Guideline-Based Recommendations

Diagnosis

  • Assess RIPK1 expression levels in ccRCC tissue samples using transcriptomic data for diagnostic and prognostic evaluation.
  • Utilize ROC curve analysis to evaluate RIPK1's diagnostic ability in ccRCC.

Management

  • Consider RIPK1 as a potential therapeutic target in ccRCC treatment strategies pending further translational research.

Monitoring & Follow-up

  • Monitor RIPK1 expression as a biomarker for disease progression and treatment response in ccRCC patients.

Risks

  • High RIPK1 expression correlates with increased tumor cell proliferation and invasion, indicating poorer prognosis.

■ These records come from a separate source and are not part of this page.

use std::error::Error;

use chrono::Utc;
use clap::{Args, Parser, Subcommand};
use engine::{AccountKind, Engine, Money, NewTransactionCmd, TransactionStatus};
use migration::MigratorTrait;
use sea_orm::{Database, DatabaseConnection};
use uuid::Uuid;

#[derive(Parser, Debug)]
#[command(name = "rodmar_admin")]
#[command(about = "Admin utilities for RodMar (bootstrap accounts, repair balances)")]
struct Cli {
    /// Database connection string (also read from `DATABASE_URL`).
    #[arg(
        long,
        env = "DATABASE_URL",
        default_value = "sqlite:./rodmar.db?mode=rwc"
    )]
    database_url: String,

    #[command(subcommand)]
    command: Command,
}

#[derive(Subcommand, Debug)]
enum Command {
    Account(Account),
    Transaction(Transaction),
    /// Recompute every cached balance from the ledger.
    Recalculate,
}

#[derive(Args, Debug)]
struct Account {
    #[command(subcommand)]
    command: AccountCommand,
}

#[derive(Subcommand, Debug)]
enum AccountCommand {
    Create(AccountCreateArgs),
    List,
}

#[derive(Args, Debug)]
struct AccountCreateArgs {
    #[arg(long)]
    name: String,
    /// One of: mina, comprador, volquetero, rodmar, tercero.
    #[arg(long)]
    kind: String,
}

#[derive(Args, Debug)]
struct Transaction {
    #[command(subcommand)]
    command: TransactionCommand,
}

#[derive(Subcommand, Debug)]
enum TransactionCommand {
    Create(TransactionCreateArgs),
}

#[derive(Args, Debug)]
struct TransactionCreateArgs {
    #[arg(long)]
    origin: Uuid,
    #[arg(long)]
    destination: Uuid,
    /// Decimal COP amount, e.g. "2000000" or "2000000,50".
    #[arg(long)]
    amount: String,
    /// pending or completed.
    #[arg(long, default_value = "completed")]
    status: String,
    #[arg(long)]
    note: Option<String>,
}

async fn connect_db(
    database_url: &str,
) -> Result<DatabaseConnection, Box<dyn Error + Send + Sync>> {
    let db = Database::connect(database_url).await?;
    migration::Migrator::up(&db, None).await?;
    Ok(db)
}

#[tokio::main]
async fn main() -> Result<(), Box<dyn Error + Send + Sync>> {
    let cli = Cli::parse();

    let db = connect_db(&cli.database_url).await?;
    let engine = Engine::builder().database(db).build().await?;

    match cli.command {
        Command::Account(Account {
            command: AccountCommand::Create(args),
        }) => {
            let kind = match AccountKind::try_from(args.kind.as_str()) {
                Ok(kind) => kind,
                Err(err) => {
                    eprintln!("{err}");
                    std::process::exit(2);
                }
            };

            let account_id = engine.new_account(&args.name, kind).await?;
            println!("created account: {} ({account_id})", args.name);
        }
        Command::Account(Account {
            command: AccountCommand::List,
        }) => {
            for account in engine.list_accounts().await? {
                let archived = if account.archived { " [archived]" } else { "" };
                println!(
                    "{} {:<12} {:<30} {}{archived}",
                    account.id,
                    account.kind.as_str(),
                    account.name,
                    Money::new(account.balance_minor),
                );
            }
        }
        Command::Transaction(Transaction {
            command: TransactionCommand::Create(args),
        }) => {
            let amount = match args.amount.parse::<Money>() {
                Ok(amount) if amount.is_positive() => amount,
                Ok(_) => {
                    eprintln!("amount must be > 0");
                    std::process::exit(2);
                }
                Err(err) => {
                    eprintln!("{err}");
                    std::process::exit(2);
                }
            };
            let status = match TransactionStatus::try_from(args.status.as_str()) {
                Ok(status) => status,
                Err(err) => {
                    eprintln!("{err}");
                    std::process::exit(2);
                }
            };

            let transaction_id = engine
                .new_transaction(NewTransactionCmd {
                    origin_account_id: args.origin,
                    destination_account_id: args.destination,
                    amount_minor: amount.minor(),
                    status,
                    occurred_at: Utc::now(),
                    voucher: None,
                    note: args.note,
                    created_by: None,
                })
                .await?;
            println!("created transaction: {transaction_id} ({amount}, {})", status.as_str());
        }
        Command::Recalculate => {
            let summary = engine.recalculate_all().await?;
            println!(
                "recalculated {} accounts from {} ledger entries",
                summary.accounts_updated, summary.entries_processed
            );
        }
    }

    Ok(())
}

Patient & Prescribing Data

ccRCC patients with varying RIPK1 expression levels

Targeting RIPK1 may modulate necroptosis pathways to inhibit tumor growth; however, clinical application requires further validation.

Clinical Best Practices

  • Integrate RIPK1 expression analysis into molecular profiling of ccRCC for personalized prognosis.
  • Use multi-database transcriptomic data to validate biomarker utility in diverse patient cohorts.
  • Combine bioinformatics with functional in vitro studies to elucidate molecular mechanisms before clinical translation.

References

Original Source(s)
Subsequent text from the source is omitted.